Attackers convert the user’s account into a tool to invade the network and cause ongoing damage.
XM Cyber, an APT (advanced penetration testing) simulation platform provider, refers to these as ‘the first threats of a post-phishing world’.
Igal Gofman, head of security research for XM Cyber, says he is always looking for new ways to simulate advanced lateral movement, sophisticated Active Directory escalation, persistence, and exfiltration.
“A recent area of focus has been on defeating network and domain boundaries by moving laterally within the network, with a focus on pivoting from unsecured networks to isolated secure networks.”
The team simulated how a skilled adversary can easily pivot a compromised network by abusing commonly used email applications.
“Many email clients are built right into modern operating systems and can potentially help facilitate lateral movement,” he explained.

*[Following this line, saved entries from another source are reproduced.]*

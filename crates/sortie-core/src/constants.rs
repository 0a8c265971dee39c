//! Simulation constants and tuning parameters.
//!
//! Distances are viewport pixels, times are milliseconds unless the name
//! says `_SECS`, angles are degrees unless the name says `_RAD`.

// --- Frame timing ---

/// Smallest frame step accepted by the engine (seconds).
pub const MIN_FRAME_DT: f64 = 0.001;

/// Largest frame step accepted by the engine (seconds). Longer frames are
/// clamped so a stalled display does not teleport entities.
pub const MAX_FRAME_DT: f64 = 0.033;

/// Nominal frame rate of the host loop (Hz).
pub const DEFAULT_FRAME_RATE: u32 = 60;

// --- Ship: position smoothing ---

/// Position follow factor toward the filtered target (slow input).
pub const POS_LERP_BASE: f64 = 0.18;

/// Position follow factor toward the filtered target (fast input).
pub const POS_LERP_FAST: f64 = 0.24;

/// Target filter factor (slow input).
pub const MOUSE_LERP_BASE: f64 = 0.26;

/// Target filter factor (fast input), also the kick applied on pointer move.
pub const MOUSE_LERP_FAST: f64 = 0.70;

/// Smoothing factor for the displayed speed estimate.
pub const SPEED_SMOOTH: f64 = 0.28;

/// Within this distance of the filtered target, heading follows motion instead.
pub const DIST_DEAD: f64 = 6.0;

/// Input speed (px/s) at or below which the "base" regime applies.
pub const INPUT_SPEED_FOR_BASE: f64 = 120.0;

/// Input speed (px/s) at or above which the "fast" regime applies.
pub const INPUT_SPEED_FOR_FAST: f64 = 900.0;

// --- Ship: heading dynamics ---

/// Max turn rate (deg/s), base regime.
pub const RATE_MAX_BASE: f64 = 260.0;

/// Max turn rate (deg/s), fast regime.
pub const RATE_MAX_FAST: f64 = 560.0;

/// Max angular acceleration (deg/s²), base regime.
pub const ACCEL_MAX_BASE: f64 = 900.0;

/// Max angular acceleration (deg/s²), fast regime.
pub const ACCEL_MAX_FAST: f64 = 1900.0;

/// Max angular jerk (deg/s³), base regime.
pub const JERK_MAX_BASE: f64 = 9000.0;

/// Max angular jerk (deg/s³), fast regime.
pub const JERK_MAX_FAST: f64 = 18000.0;

/// Turn rates below this (deg/s) snap to zero once the error is zero.
pub const DEAD_RATE: f64 = 0.08;

/// Heading errors below this (deg) are treated as zero.
pub const DEAD_ERR: f64 = 0.25;

/// Rotational spring constant, base regime. Damping is 2·√K.
pub const K_BASE: f64 = 26.0;

/// Rotational spring constant, fast regime.
pub const K_FAST: f64 = 46.0;

// --- Ship: landing ---

/// Per-frame displacement (px) below which the ship counts as idle for landing.
pub const LAND_IDLE_SPEED_ENTER: f64 = 0.07;

/// Per-frame displacement (px) at or above which a landed ship counts as moving.
pub const LAND_IDLE_SPEED_EXIT: f64 = 0.11;

/// Idle time required before landing.
pub const LAND_IDLE_TIME_ENTER_MS: f64 = 240.0;

/// Sustained motion required before taking off again.
pub const LAND_IDLE_TIME_EXIT_MS: f64 = 120.0;

/// Padding added around interactive target rectangles for landing checks.
pub const HIT_PAD: f64 = 10.0;

/// Interval between landing-target cache refreshes.
pub const TARGET_SCAN_INTERVAL_MS: f64 = 800.0;

// --- Ship: idle lock ---

/// Per-frame displacement (px) below which the ship may idle-lock.
pub const IDLE_LOCK_SPEED: f64 = 0.055;

/// Distance to the filtered target (px) below which the ship may idle-lock.
pub const IDLE_LOCK_DIST: f64 = 8.0;

/// Time near-and-slow before the lock engages.
pub const IDLE_LOCK_AFTER_MS: f64 = 140.0;

/// Multiplier on the target kick applied when pointer motion breaks the lock.
pub const IDLE_UNLOCK_BOOST: f64 = 1.0;

// --- Ship: visuals ---

/// Max visual bank (deg).
pub const BANK_MAX: f64 = 28.0;

/// Bank per deg/s of turn rate.
pub const BANK_FROM_RATE: f64 = 0.42;

/// Pitch per px of vertical frame displacement.
pub const PITCH_FROM_DY: f64 = 0.55;

/// Max visual pitch (deg).
pub const PITCH_MAX: f64 = 9.0;

/// Max lift (scale) while flying.
pub const LIFT_MAX: f64 = 1.05;

/// Lift (scale) while landed.
pub const LIFT_LANDED: f64 = 0.985;

/// Lift gained per unit of smoothed speed.
pub const LIFT_FROM_SPEED: f64 = 0.0020;

pub const BANK_VISUAL_LERP: f64 = 0.14;
pub const PITCH_VISUAL_LERP: f64 = 0.14;

/// Downwash shadow: base value, gain per unit of smoothed speed, upper bound.
pub const WASH_SCALE: (f64, f64, f64) = (0.95, 0.0018, 1.28);
pub const WASH_ALPHA: (f64, f64, f64) = (0.20, 0.00045, 0.36);
pub const WASH_OFFSET: (f64, f64, f64) = (10.0, 0.015, 36.0);

// --- Lasers ---

/// Minimum interval between player shots.
pub const LASER_COOLDOWN_MS: f64 = 120.0;

/// Projectile muzzle speed (px/s).
pub const LASER_SPEED: f64 = 1600.0;

/// Distance after which a projectile is removed (px).
pub const LASER_MAX_DIST: f64 = 700.0;

/// Visual stroke width (px).
pub const LASER_WIDTH: f64 = 2.0;

/// Fixed offset from the ship's reported position to its sprite origin.
pub const LASER_ORIGIN_TWEAK_X: f64 = 0.5;
pub const LASER_ORIGIN_TWEAK_Y: f64 = 1.0;

/// Distance from ship center to nose (px, before lift scaling).
pub const NOSE_OFFSET: f64 = 25.0;

/// Lateral offset of each cannon from the heading axis (px).
pub const CANNON_OFFSET: f64 = 6.5;

/// Extra forward offset of the spawn point past the nose (px).
pub const LASER_START_FWD: f64 = 5.0;

/// Trail length as a fraction of max range.
pub const LASER_FADE_TAIL: f64 = 0.25;

/// Fraction of ship velocity inherited by player shots.
pub const LASER_INHERIT_SHIP_VEL: f64 = 1.0;

/// Forward lead applied to the spawn point (seconds of ship motion, ~1 frame).
pub const LASER_SPAWN_LEAD: f64 = 0.016;

/// Player muzzle flash lifetime (seconds).
pub const FLASH_LIFE_PLAYER: f64 = 0.08;

/// Wingman muzzle flash lifetime (seconds).
pub const FLASH_LIFE_WINGMAN: f64 = 0.06;

// --- Damage ---

/// Damage added to a target per projectile hit.
pub const DAMAGE_ADD_PER_HIT: f64 = 0.18;

/// Quiet period before a plain damageable target starts regenerating.
pub const DAMAGE_REGEN_DELAY_MS: f64 = 1500.0;

/// Regeneration rate of plain damageable targets (damage per second).
pub const DAMAGE_REGEN_PER_SEC: f64 = 0.12;

/// Duration of the hit flash on a letter.
pub const LETTER_HIT_FLASH_MS: f64 = 140.0;

/// Fall animation length once a letter breaks.
pub const LETTER_FALL_ANIM_MS: f64 = 700.0;

/// Respawn animation length after a letter is fully healed.
pub const LETTER_RESPAWN_ANIM_MS: f64 = 450.0;

/// Minimum wait after a letter is gone before healing starts.
pub const RESPAWN_DELAY_MS: f64 = 2600.0;

/// Extra per-letter random wait (0..jitter).
pub const RESPAWN_DELAY_JITTER_MS: f64 = 900.0;

/// Minimum heal duration (damage → 0).
pub const RESPAWN_TIME_MS: f64 = 1400.0;

/// Extra per-letter random heal duration (0..jitter).
pub const RESPAWN_TIME_JITTER_MS: f64 = 400.0;

/// Base fall threshold; each letter adds 0..`FALL_THRESHOLD_JITTER`.
pub const FALL_THRESHOLD_BASE: f64 = 0.66;
pub const FALL_THRESHOLD_JITTER: f64 = 0.2;

/// Maximum random fall delay per letter.
pub const FALL_DELAY_MAX_MS: f64 = 140.0;

/// Horizontal drift (px) and rotation (deg) magnitudes of a falling letter.
pub const LETTER_DRIFT: (f64, f64) = (10.0, 38.0);
pub const LETTER_ROTATION: (f64, f64) = (10.0, 32.0);

// --- Masked text ---

/// Health grid cell size (px).
pub const MASK_CELL: f64 = 8.0;

/// Laser segments farther than this from the block are ignored (px).
pub const MASK_CULL_MARGIN: f64 = 40.0;

/// Spacing between damage samples along a laser segment (px).
pub const MASK_SAMPLE_STEP: f64 = 8.0;

/// Splat radius (px), jittered ±15 %.
pub const MASK_DAMAGE_RADIUS: f64 = 22.0;

/// Splat strength before alpha scaling.
pub const MASK_DAMAGE_STRENGTH: f64 = 0.45;

/// Global health regeneration (fraction per second).
pub const MASK_REGEN_SPEED: f64 = 0.045;

/// Laser alpha above which a splat counts as a big hit.
pub const MASK_BIG_HIT_THRESHOLD: f64 = 0.85;

/// Debris sparks per sample (×1.4 for big hits).
pub const MASK_SPARKS_PER_SAMPLE: usize = 8;

/// Debris shards per sample (×2 for big hits).
pub const MASK_SHARDS_PER_SAMPLE: usize = 8;

/// Upper bound on live text debris.
pub const MASK_MAX_DEBRIS: usize = 1500;

pub const DEBRIS_SPARK_SPEED: (f64, f64) = (120.0, 460.0);
pub const DEBRIS_SPARK_LIFE: (f64, f64) = (0.35, 0.95);
pub const DEBRIS_SPARK_SIZE: (f64, f64) = (1.0, 2.8);
pub const DEBRIS_SHARD_SPEED: (f64, f64) = (80.0, 340.0);
pub const DEBRIS_SHARD_LIFE: (f64, f64) = (0.6, 1.4);
pub const DEBRIS_SHARD_SIZE: (f64, f64) = (4.0, 12.0);

/// Max shard spin either way (rad/s).
pub const DEBRIS_SHARD_SPIN: f64 = 6.0;

// --- Particles ---

pub const SPARKS_PER_HIT: (f64, f64) = (10.0, 18.0);
pub const FRAGS_PER_HIT: (f64, f64) = (3.0, 6.0);
pub const SPARK_SPEED: (f64, f64) = (220.0, 520.0);
pub const FRAG_SPEED: (f64, f64) = (90.0, 220.0);
pub const SPARK_LIFE: (f64, f64) = (0.18, 0.36);
pub const FRAG_LIFE: (f64, f64) = (0.45, 0.85);

/// Angular jitter around the hit normal (radians, full width).
pub const SPARK_SPREAD_RAD: f64 = 1.2;
pub const FRAG_SPREAD_RAD: f64 = 1.6;

/// Fragment spin (rad/s).
pub const FRAG_SPIN: (f64, f64) = (0.6, 1.1);

/// Fragment size multiplier.
pub const FRAG_SIZE: (f64, f64) = (0.8, 2.0);

/// Downward acceleration (px/s²), scaled per particle kind.
pub const GRAVITY: f64 = 450.0;
pub const SPARK_GRAVITY_SCALE: f64 = 0.15;
pub const FRAG_GRAVITY_SCALE: f64 = 0.35;

/// Gravity and per-60Hz-frame velocity retention for text debris.
pub const DEBRIS_GRAVITY: f64 = 620.0;
pub const DEBRIS_DRAG: f64 = 0.985;

// --- Wingman: activation ---

/// Sliding window over player shots.
pub const SHOT_WINDOW_MS: f64 = 3000.0;

/// Shots within the window that summon the wingman.
pub const SHOTS_TO_SPAWN: usize = 8;

/// Player silence that sends the wingman home.
pub const DESPAWN_AFTER_IDLE_MS: f64 = 6000.0;

/// A shot this recent marks the player as firing in decision snapshots.
pub const PLAYER_FIRING_RECENT_MS: f64 = 300.0;

/// Wait for a farewell decision before leaving silently.
pub const FAREWELL_TIMEOUT_MS: f64 = 5000.0;

/// Time allowed for the farewell line to be heard before leaving.
pub const FAREWELL_GRACE_MS: f64 = 2500.0;

// --- Wingman: body ---

/// Sprite size (px).
pub const NPC_SIZE: f64 = 56.0;

/// Nose distance from center (px): sprite nose at x=40 of a 48 viewBox centered at 24.
pub const NPC_NOSE_OFFSET: f64 = (40.0 - 24.0) * NPC_SIZE / 48.0;

/// Extra forward offset for wingman shots (px).
pub const NPC_NOSE_FUDGE: f64 = 2.0;

/// Fraction of (player + wingman) velocity inherited by wingman shots.
pub const NPC_INHERIT_FACTOR: f64 = 0.5;

/// Wingman laser color.
pub const NPC_COLOR: &str = "#ff7cf3";

/// Escort offset relative to the player, rotated by the player's heading.
pub const ESCORT_OFFSET_X: f64 = -120.0;
pub const ESCORT_OFFSET_Y: f64 = -80.0;

/// Per-60Hz-frame filter factor for the rotated escort offset.
pub const ESCORT_OFFSET_LERP: f64 = 0.12;

/// Per-60Hz-frame filter factor for the tracked player position.
pub const ESCORT_PLAYER_LERP: f64 = 0.35;

// --- Wingman: steering ---

/// Natural frequency near the destination (rad/s).
pub const STEER_OMEGA_NEAR: f64 = 4.5;

/// Natural frequency far from the destination (rad/s).
pub const STEER_OMEGA_FAR: f64 = 9.0;

/// Distance at which the far natural frequency is reached (px).
pub const STEER_OMEGA_FAR_DIST: f64 = 400.0;

/// Acceleration bound (px/s²).
pub const STEER_MAX_ACCEL: f64 = 3200.0;

/// Speed bound (px/s).
pub const STEER_MAX_SPEED: f64 = 950.0;

/// Braking band around the destination (px).
pub const ARRIVAL_RADIUS: f64 = 48.0;

/// A waypoint closer than this is considered reached (px).
pub const WAYPOINT_REACHED: f64 = 14.0;

/// Minimum speed before heading follows the direction of travel (px/s).
pub const HEADING_MIN_SPEED: f64 = 35.0;

/// Minimum distance to destination before heading follows travel (px).
pub const HEADING_MIN_DIST: f64 = 10.0;

/// Heading rate limit (deg/s).
pub const HEADING_RATE_MAX: f64 = 480.0;

// --- Wingman: AI commands ---

/// Minimum interval between accepted move commands.
pub const WAYPOINT_MIN_INTERVAL_MS: f64 = 400.0;

/// Maximum jump of a single move command from the current position (px).
pub const WAYPOINT_MAX_JUMP: f64 = 280.0;

pub const BURST_CADENCE_DEFAULT_MS: f64 = 160.0;
pub const BURST_CADENCE_RANGE_MS: (f64, f64) = (60.0, 400.0);
pub const BURST_DURATION_DEFAULT_MS: f64 = 900.0;
pub const BURST_DURATION_RANGE_MS: (f64, f64) = (200.0, 2400.0);
pub const BURST_SPREAD_DEFAULT: f64 = 0.02;
pub const BURST_SPREAD_MAX: f64 = 0.08;

// --- Wingman: decision polling ---

/// Poll interval while the player is active.
pub const DECISION_POLL_BASE_MS: f64 = 800.0;

/// Poll interval multiplier while the player is idle.
pub const DECISION_POLL_IDLE_FACTOR: f64 = 2.0;

/// Player silence after which polling slows down.
pub const DECISION_IDLE_AFTER_MS: f64 = 1500.0;

/// Threat value reported for every damageable target.
pub const ENEMY_DEFAULT_THREAT: f64 = 0.5;

// --- Wingman: speech ---

/// Minimum time between the starts of two utterances.
pub const SPEECH_COOLDOWN_MS: f64 = 1400.0;

/// Estimated speaking time: base plus per character.
pub const SPEECH_BASE_MS: f64 = 500.0;
pub const SPEECH_MS_PER_CHAR: f64 = 55.0;

/// How long the speech bubble stays visible.
pub const PHRASE_VISIBLE_MS: f64 = 1200.0;

/// Line announced on arrival.
pub const ARRIVAL_PHRASE: &str = "Reinforcements inbound";

/// Instruction sent with the farewell request.
pub const FAREWELL_INSTRUCTION: &str = "The player has stopped firing and you are leaving. \
Reply with exactly one action of type \"say\": a short English sign-off, 2-5 words. \
Do not return any other action.";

The techniques he describes are considered as post-exploitation, which means the user account has been breached and the adversary has full control over the user’s workstation.
“In many cases, adversaries use compromised account credentials to access employees’ emails in order to change their bank account information, sometimes adding a malicious Outlook rule to prevent the user from receiving alerts regarding a deposit or withdraw change. There are many account breach vectors, including phishing and password spraying.”
He says CX Cyber has seen adversaries abusing cloud synchronisation options to sync malicious metadata such as email rules back to the user’s workstation. Other techniques that were recently discovered by Black Hills penetration testers involve syncing Outlook Web Add-Ins to the user workstations. Those attacks are relatively easy to initiate and can be performed from the cloud.
According to Gofman, by performing a phishing campaign, the attacker can gain system access to a user’s workstation and can control the installed mail client and all related communication. Instead of targeting users outside the organisation by sending phishing emails or using cloud services to sync malicious metadata, the cyber criminal can control all communication.